An account controlled by AWS that is the publisher for the registry extensions. If all integ tests succeed in the beta account, the prod pipeline is invoked by copying the build to an S3 bucket that starts the pipeline. A stack set is used to publish the extension to all regions. The prod account uses the same cicd.yml template as the alpha and beta accounts, with different parameter values and different build specs.

Development

Note that you do not have to follow these steps to create a new extension, or to fix a bug that is not related to the release process. See the CONTRIBUTOR guide for instructions instead.

If you need to make changes to the release process, deploy the CICD stacks to your own sandbox account for development and testing.

Pre-Requisites

In your sandbox AWS Account

  • Create a secret in Secrets Manager for the GitHub webhook secret. This should be a plaintext string that you determine. Note the ARN of the secret.

  • Create S3 buckets for alpha, beta, prod environments

Local Machine You will need to have the following software installed

Make copies of the scripts/deploy-*.sh scripts in the git-ignored local/ folder and update the environment variables in the shell scripts you will be using. To set up the sandbox pipelines you would update the deploy-sandbox-pipeline.sh file.

Change to the release directory and run

  1. ../local/deploy-sandbox-pipeline.sh

Building the image for the first time will take a fair amount of time. We recommend doing this from a Cloud9 instance in your account if that is a concern.

Once deploy-sandbox-pipeline.sh has completed, you will need to confgure a GitHub webhook from your fork to point to the API Gateway prod stage that is created by the cicd.yml template. Set the content-type to application-json and leave the default of "Just the push event". Add, in the "Secret" field, the plaintext string value you created earlier and stored in Secrets Manager.

The Webhook URL is in the output of the cep-common-alpha CloudFormation stack. The "Recent Deliveries" tab on the webhook screen can be used to re-deliver payloads if you are troubleshooting it.

3rd party resources

We use this release process for third parties as well as AwsCommunity. The base CICD template in each account handles some things centrally, such as the GitHub webhook to start an alpha build. But most of the resources have to be replicated into a distint pipeline for each namespace (GitHub, Okta, etc.)

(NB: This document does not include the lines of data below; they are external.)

//! Ciphertext envelope, the only byte-exact contract of the crate.
//!
//! Wire format:
//!   [ version (1) | nonce_outer (12) | nonce_inner (12) | cascaded ciphertext ]
//!
//! The cascaded ciphertext carries both 16-byte authentication tags, so a
//! valid envelope is never shorter than `MIN_ENVELOPE_LEN`.
//!
//! Text form: URL-safe base64 without padding (no control characters, no
//! `+`, `/` or `=` to collide with delimiters).

use base64::{engine::general_purpose::URL_SAFE_NO_PAD, Engine};

pub const ENVELOPE_VERSION: u8 = 0x01;
pub const NONCE_LEN: usize = 12;
pub const TAG_LEN: usize = 16;
pub const HEADER_LEN: usize = 1 + NONCE_LEN + NONCE_LEN;
pub const MIN_ENVELOPE_LEN: usize = HEADER_LEN + 2 * TAG_LEN;

#[derive(Debug, Clone, PartialEq, Eq)]
pub struct Envelope {
    pub version: u8,
    /// Nonce of the first layer applied to the plaintext.
    pub nonce_outer: [u8; NONCE_LEN],
    /// Nonce of the second layer, applied over the first layer's output.
    pub nonce_inner: [u8; NONCE_LEN],
    pub payload: Vec<u8>,
}

impl Envelope {
    pub fn new(nonce_outer: [u8; NONCE_LEN], nonce_inner: [u8; NONCE_LEN], payload: Vec<u8>) -> Self {
        Self {
            version: ENVELOPE_VERSION,
            nonce_outer,
            nonce_inner,
            payload,
        }
    }

    pub fn to_bytes(&self) -> Vec<u8> {
        let mut out = Vec::with_capacity(HEADER_LEN + self.payload.len());
        out.push(self.version);
        out.extend_from_slice(&self.nonce_outer);
        out.extend_from_slice(&self.nonce_inner);
        out.extend_from_slice(&self.payload);
        out
    }

    /// Parse wire bytes. Fails closed on short input or an unknown version
    /// instead of guessing a layout.
    pub fn from_bytes(data: &[u8]) -> Result<Self, EnvelopeError> {
        if data.len() < MIN_ENVELOPE_LEN {
            return Err(EnvelopeError::TooShort { len: data.len() });
        }
        let version = data[0];
        if version != ENVELOPE_VERSION {
            return Err(EnvelopeError::UnsupportedVersion(version));
        }
        let mut nonce_outer = [0u8; NONCE_LEN];
        let mut nonce_inner = [0u8; NONCE_LEN];
        nonce_outer.copy_from_slice(&data[1..1 + NONCE_LEN]);
        nonce_inner.copy_from_slice(&data[1 + NONCE_LEN..HEADER_LEN]);
        Ok(Self {
            version,
            nonce_outer,
            nonce_inner,
            payload: data[HEADER_LEN..].to_vec(),
        })
    }

    pub fn to_text(&self) -> String {
        URL_SAFE_NO_PAD.encode(self.to_bytes())
    }

    pub fn from_text(text: &str) -> Result<Self, EnvelopeError> {
        let bytes = URL_SAFE_NO_PAD.decode(text.trim())?;
        Self::from_bytes(&bytes)
    }
}

#[derive(Debug, thiserror::Error)]
pub enum EnvelopeError {
    #[error("Envelope too short: {len} bytes")]
    TooShort { len: usize },
    #[error("Unsupported envelope version {0:#04x}")]
    UnsupportedVersion(u8),
    #[error("Envelope text decode error: {0}")]
    Encoding(#[from] base64::DecodeError),
}

#[cfg(test)]
mod tests {
    use super::*;

    fn sample() -> Envelope {
        Envelope::new([0x11; NONCE_LEN], [0x22; NONCE_LEN], vec![0x33; 2 * TAG_LEN + 5])
    }

    #[test]
    fn layout_is_byte_exact() {
        let bytes = sample().to_bytes();
        assert_eq!(bytes[0], ENVELOPE_VERSION);
        assert_eq!(&bytes[1..13], &[0x11; 12]);
        assert_eq!(&bytes[13..25], &[0x22; 12]);
        assert_eq!(&bytes[25..], &[0x33; 37][..]);
    }

    #[test]
    fn parses_its_own_output() {
        let env = sample();
        assert_eq!(Envelope::from_bytes(&env.to_bytes()).unwrap(), env);
        assert_eq!(Envelope::from_text(&env.to_text()).unwrap(), env);
    }

    #[test]
    fn rejects_short_input() {
        let bytes = sample().to_bytes();
        let err = Envelope::from_bytes(&bytes[..MIN_ENVELOPE_LEN - 1]).unwrap_err();
        assert!(matches!(err, EnvelopeError::TooShort { len } if len == MIN_ENVELOPE_LEN - 1));
        assert!(Envelope::from_bytes(&[]).is_err());
    }

    #[test]
    fn rejects_unknown_version() {
        let mut bytes = sample().to_bytes();
        bytes[0] = 0x02;
        assert!(matches!(
            Envelope::from_bytes(&bytes),
            Err(EnvelopeError::UnsupportedVersion(0x02))
        ));
    }

    #[test]
    fn text_form_is_transport_safe() {
        let text = sample().to_text();
        assert!(text
            .chars()
            .all(|c| c.is_ascii_alphanumeric() || c == '-' || c == '_'));
    }

    #[test]
    fn rejects_bad_text() {
        assert!(matches!(
            Envelope::from_text("not base64!!"),
            Err(EnvelopeError::Encoding(_))
        ));
    }
}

Run this script to generate the CICD template for a 3rd party:

cd scripts
python get_3p_template.py Oktank MyResource

Additional resources beyond the first one will have to be added manually.

The template can be deployed to the accounts like this, from the release/ directory:

cd release
../scripts/deploy-3p.sh alpha oktank
../scripts/deploy-3p.sh prod oktank
../scripts/deploy-3p.sh beta oktank

In the 3rd party repo, what's needed here is somewhat dependent on the layout of the project, and if there is more than one resource in the namespace. These are the files that will typically need to be added, beyond what the cfn cli generates for you.

publish.sh
alpha-buildspec.yml
beta-buildspec.yml
prod-buildspec.yml
deregister-all.sh
otkank-resource/setup.sh
oktank-resource/cleanup.sh
oktank-resource/get_type_configuration.py
oktank-resouce/resource-role-prod.yml
oktank-resource/test/integ.yml
oktank-resource/inputs/*

Copy-pasting templates is not ideal, but they are full of extension-specific stuff that is not easily abstracted without use of something like CDK, which we are not using here on purpose, in order to dogfood CloudFormation tools as much as possible.

These templates are deployed to the same accounts as AwsCommunity. This is required since we need these all to be published by us from a single account.

Publishing a release (this is done by AWS staff)

For now, when we do a release, all resources are published. In the future we will look at publishing only those resources that have changed.

Go to the GitHub repo, Code -> Releases -> Draft a new release.

Choose a new release number, incrementing from the last one. For example release-0.1.2.

Add release notes that cover any changes made since the last release.

Publish release

Run the release/release.sh script to copy the zip from GitHub to the beta pipeline bucket.